Material for this task: Begin

//! Wave content: which units a wave contains and how fast they are released.

use std::collections::BTreeMap;

use rampart_core::enums::EnemyKind;

/// One entry of a wave's composition.
#[derive(Debug, Clone, Copy, PartialEq)]
pub struct WaveGroup {
    pub kind: EnemyKind,
    pub count: u32,
    /// Seconds between consecutive releases of the squad this group joins.
    pub spawn_delay: f64,
}

impl WaveGroup {
    pub fn new(kind: EnemyKind, count: u32, spawn_delay: f64) -> Self {
        Self {
            kind,
            count,
            spawn_delay,
        }
    }

    /// Build a group from an external kind name. Unknown names fall back to
    /// `Grunt` with a warning.
    pub fn named(name: &str, count: u32, spawn_delay: f64) -> Self {
        Self::new(EnemyKind::parse_or_default(name), count, spawn_delay)
    }
}

/// Source of wave compositions, consumed once per wave.
pub trait WaveContent {
    fn composition(&self, wave: u32) -> Vec<WaveGroup>;
}

/// Built-in escalation: a five-wave cycle whose counts grow every cycle.
#[derive(Debug, Clone, Copy, Default)]
pub struct StandardWaves;

impl WaveContent for StandardWaves {
    fn composition(&self, wave: u32) -> Vec<WaveGroup> {
        let wave = wave.max(1);
        let cycle = (wave - 1) / 5;
        let extra = cycle * 2;
        match (wave - 1) % 5 {
            0 => vec![WaveGroup::new(EnemyKind::Grunt, 6 + extra, 1.0)],
            1 => vec![
                WaveGroup::new(EnemyKind::Grunt, 4 + extra, 1.0),
                WaveGroup::new(EnemyKind::Rusher, 4 + extra, 0.5),
                WaveGroup::new(EnemyKind::Flyer, 2 + cycle, 0.5),
            ],
            2 => vec![
                WaveGroup::new(EnemyKind::Tank, 1 + cycle, 1.5),
                WaveGroup::new(EnemyKind::Healer, 1 + cycle, 1.5),
                WaveGroup::new(EnemyKind::Skirmisher, 3 + extra, 0.8),
            ],
            3 => vec![
                WaveGroup::new(EnemyKind::Healer, 1 + cycle, 1.2),
                WaveGroup::new(EnemyKind::Grunt, 4 + extra, 1.2),
                WaveGroup::new(EnemyKind::Banshee, 1 + cycle, 1.2),
                WaveGroup::new(EnemyKind::Healer, 1, 2.0),
                WaveGroup::new(EnemyKind::Assassin, 2 + cycle, 2.0),
            ],
            _ => vec![
                WaveGroup::new(EnemyKind::Boss, 1 + cycle, 2.0),
                WaveGroup::new(EnemyKind::Vampire, 2 + cycle, 2.0),
                WaveGroup::new(EnemyKind::Rusher, 6 + extra, 0.4),
            ],
        }
    }
}

/// Hand-authored compositions keyed by wave number. Waves without an entry
/// are empty.
#[derive(Debug, Clone, Default)]
pub struct ScriptedWaves {
    waves: BTreeMap<u32, Vec<WaveGroup>>,
}

impl ScriptedWaves {
    pub fn new() -> Self {
        Self::default()
    }

    pub fn with_wave(mut self, wave: u32, groups: Vec<WaveGroup>) -> Self {
        self.waves.insert(wave, groups);
        self
    }
}

impl WaveContent for ScriptedWaves {
    fn composition(&self, wave: u32) -> Vec<WaveGroup> {
        self.waves.get(&wave).cloned().unwrap_or_default()
    }
}
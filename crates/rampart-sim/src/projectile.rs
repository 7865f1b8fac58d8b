//! Sim-side components that hold entity handles.
//!
//! These live here rather than in rampart-core because they reference
//! `hecs::Entity`. Handles are weak: every use revalidates them against the
//! world.

use glam::DVec2;
use hecs::Entity;

use rampart_core::components::SlowPayload;

/// A projectile in flight.
#[derive(Debug, Clone)]
pub struct Projectile {
    pub pos: DVec2,
    /// Cells per second.
    pub velocity: DVec2,
    pub damage: f64,
    pub ignores_armor: bool,
    /// Tower that fired it.
    pub owner: Entity,
    /// Homing target. `None` once a piercing projectile flies on straight.
    pub target: Option<Entity>,
    pub splash_radius: f64,
    pub pierce_remaining: u32,
    pub chain: u32,
    pub slow: Option<SlowPayload>,
    /// Enemies already struck or dodged. Never holds duplicates.
    pub hit: Vec<Entity>,
    pub active: bool,
    pub spawned_at: f64,
}

impl Projectile {
    pub fn has_hit(&self, entity: Entity) -> bool {
        self.hit.contains(&entity)
    }

    /// Record `entity` in the hit set (no-op if already present).
    pub fn mark_hit(&mut self, entity: Entity) {
        if !self.has_hit(entity) {
            self.hit.push(entity);
        }
    }
}

/// A tower's current target lock.
#[derive(Debug, Clone, Copy, Default)]
pub struct TargetLock(pub Option<Entity>);
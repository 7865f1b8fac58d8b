//! Projectile flight and collision resolution.
//!
//! Each active projectile homes on its target while the target lives, then
//! tests for contact with any live, visible enemy it has not hit yet. A hit
//! rolls dodge first; a real hit applies primary damage, slow, splash, then
//! chain, and ends the projectile unless piercing budget remains.

use hecs::Entity;
use rand::Rng;

use rampart_core::components::*;
use rampart_core::constants::*;
use rampart_core::events::AudioEvent;
use rampart_core::types::GridPos;

use crate::context::{entity_id, SimContext};
use crate::projectile::Projectile;
use crate::systems::combat::damage;

/// A live enemy as seen by collision tests.
#[derive(Debug, Clone, Copy)]
struct Body {
    entity: Entity,
    id: u64,
    pos: GridPos,
    dodge_chance: f64,
    visible: bool,
}

fn live_bodies(ctx: &SimContext) -> Vec<Body> {
    ctx.world
        .query::<(&Enemy, &GridPos, &EnemyStats, &Vitals, &EnemyStatus)>()
        .iter()
        .filter(|(_, (_, _, _, vitals, _))| vitals.alive)
        .map(|(entity, (_, pos, stats, _, status))| Body {
            entity,
            id: entity_id(entity),
            pos: *pos,
            dodge_chance: stats.dodge_chance,
            visible: ctx.now >= status.invisible_until,
        })
        .collect()
}

/// Nearest body matching `eligible` within `radius` of `from`; ties go to
/// the lowest entity id.
fn nearest(bodies: &[Body], from: GridPos, radius: f64, eligible: impl Fn(&Body) -> bool) -> Option<Body> {
    bodies
        .iter()
        .filter(|b| eligible(b))
        .map(|b| (b.pos.distance_to(&from), b))
        .filter(|(d, _)| *d <= radius)
        .min_by(|(da, a), (db, b)| da.total_cmp(db).then(a.id.cmp(&b.id)))
        .map(|(_, b)| *b)
}

fn is_live(ctx: &SimContext, entity: Entity) -> bool {
    ctx.world
        .get::<&Vitals>(entity)
        .map(|vitals| vitals.alive)
        .unwrap_or(false)
}

pub fn run(ctx: &mut SimContext) {
    let entities: Vec<Entity> = ctx
        .world
        .query::<&Projectile>()
        .iter()
        .filter(|(_, projectile)| projectile.active)
        .map(|(entity, _)| entity)
        .collect();

    for entity in entities {
        let Some(mut projectile) = ctx.world.get::<&Projectile>(entity).ok().map(|p| (*p).clone()) else {
            continue;
        };
        step(ctx, &mut projectile);
        if let Ok(mut stored) = ctx.world.get::<&mut Projectile>(entity) {
            *stored = projectile;
        }
    }
}

/// Advance one projectile by one tick.
pub fn step(ctx: &mut SimContext, projectile: &mut Projectile) {
    // Revalidate the homing target.
    if let Some(target) = projectile.target {
        let target_pos = if is_live(ctx, target) {
            ctx.world.get::<&GridPos>(target).ok().map(|pos| *pos)
        } else {
            None
        };
        match target_pos {
            Some(pos) => {
                let heading = (pos.as_vec() - projectile.pos).normalize_or_zero();
                if heading != glam::DVec2::ZERO {
                    projectile.velocity = heading * PROJECTILE_SPEED;
                }
            }
            None => {
                projectile.active = false;
                return;
            }
        }
    }

    projectile.pos += projectile.velocity * ctx.dt;
    let expired = ctx.now - projectile.spawned_at > PROJECTILE_MAX_LIFETIME_SECS;
    if expired || !GridPos::from_vec(projectile.pos).in_bounds() {
        projectile.active = false;
        return;
    }

    let bodies = live_bodies(ctx);
    let here = GridPos::from_vec(projectile.pos);
    let Some(struck) = nearest(&bodies, here, PROJECTILE_HIT_RADIUS, |b| {
        b.visible && !projectile.has_hit(b.entity)
    }) else {
        return;
    };

    projectile.mark_hit(struck.entity);

    if ctx.rng.gen::<f64>() < struck.dodge_chance {
        ctx.audio.push(AudioEvent::EnemyDodged {
            enemy: struck.id,
            col: struck.pos.col,
            row: struck.pos.row,
        });
        if projectile.target == Some(struck.entity) {
            projectile.target = None;
        }
        return;
    }

    damage::deal(ctx, struck.entity, projectile.damage, projectile.ignores_armor);
    if let Some(slow) = projectile.slow {
        if let Ok((stats, vitals, status)) = ctx
            .world
            .query_one_mut::<(&EnemyStats, &Vitals, &mut EnemyStatus)>(struck.entity)
        {
            if vitals.alive {
                damage::apply_slow(status, stats.cc_resistance, &slow, ctx.now);
            }
        }
    }

    if projectile.splash_radius > 0.0 {
        splash(ctx, projectile, &struck, &bodies);
    }
    if projectile.chain > 0 {
        chain(ctx, projectile, &struck);
    }

    if projectile.pierce_remaining > 0 {
        projectile.pierce_remaining -= 1;
        projectile.target = None;
    } else {
        projectile.active = false;
    }
}

/// Half damage to every other live enemy within the splash radius of the
/// primary hit, once each.
fn splash(ctx: &mut SimContext, projectile: &Projectile, primary: &Body, bodies: &[Body]) {
    let radius = projectile.splash_radius;
    ctx.audio.push(AudioEvent::SplashDetonated {
        col: primary.pos.col,
        row: primary.pos.row,
        radius,
    });
    let amount = projectile.damage * SPLASH_DAMAGE_FRACTION;
    for body in bodies {
        if body.entity != primary.entity && body.pos.distance_to(&primary.pos) <= radius {
            damage::deal(ctx, body.entity, amount, projectile.ignores_armor);
        }
    }
}

/// Jump from the primary hit to the nearest unhit visible enemy, losing
/// damage at every hop, until the budget or the candidates run out.
fn chain(ctx: &mut SimContext, projectile: &mut Projectile, primary: &Body) {
    let mut from = primary.pos;
    let mut amount = projectile.damage;
    for hop in 1..=projectile.chain {
        // Kills along the way change who is eligible.
        let bodies = live_bodies(ctx);
        let Some(next) = nearest(&bodies, from, CHAIN_RADIUS, |b| {
            b.visible && !projectile.has_hit(b.entity)
        }) else {
            break;
        };
        amount *= CHAIN_DAMAGE_FALLOFF;
        projectile.mark_hit(next.entity);
        damage::deal(ctx, next.entity, amount, projectile.ignores_armor);
        ctx.audio.push(AudioEvent::ChainJump {
            col: next.pos.col,
            row: next.pos.row,
            hop,
            damage: amount,
        });
        from = next.pos;
    }
}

Material for this task: End

Task item:
The answer should be one number: how many lines in the data contain the word "EnemyStatus".

Result:
2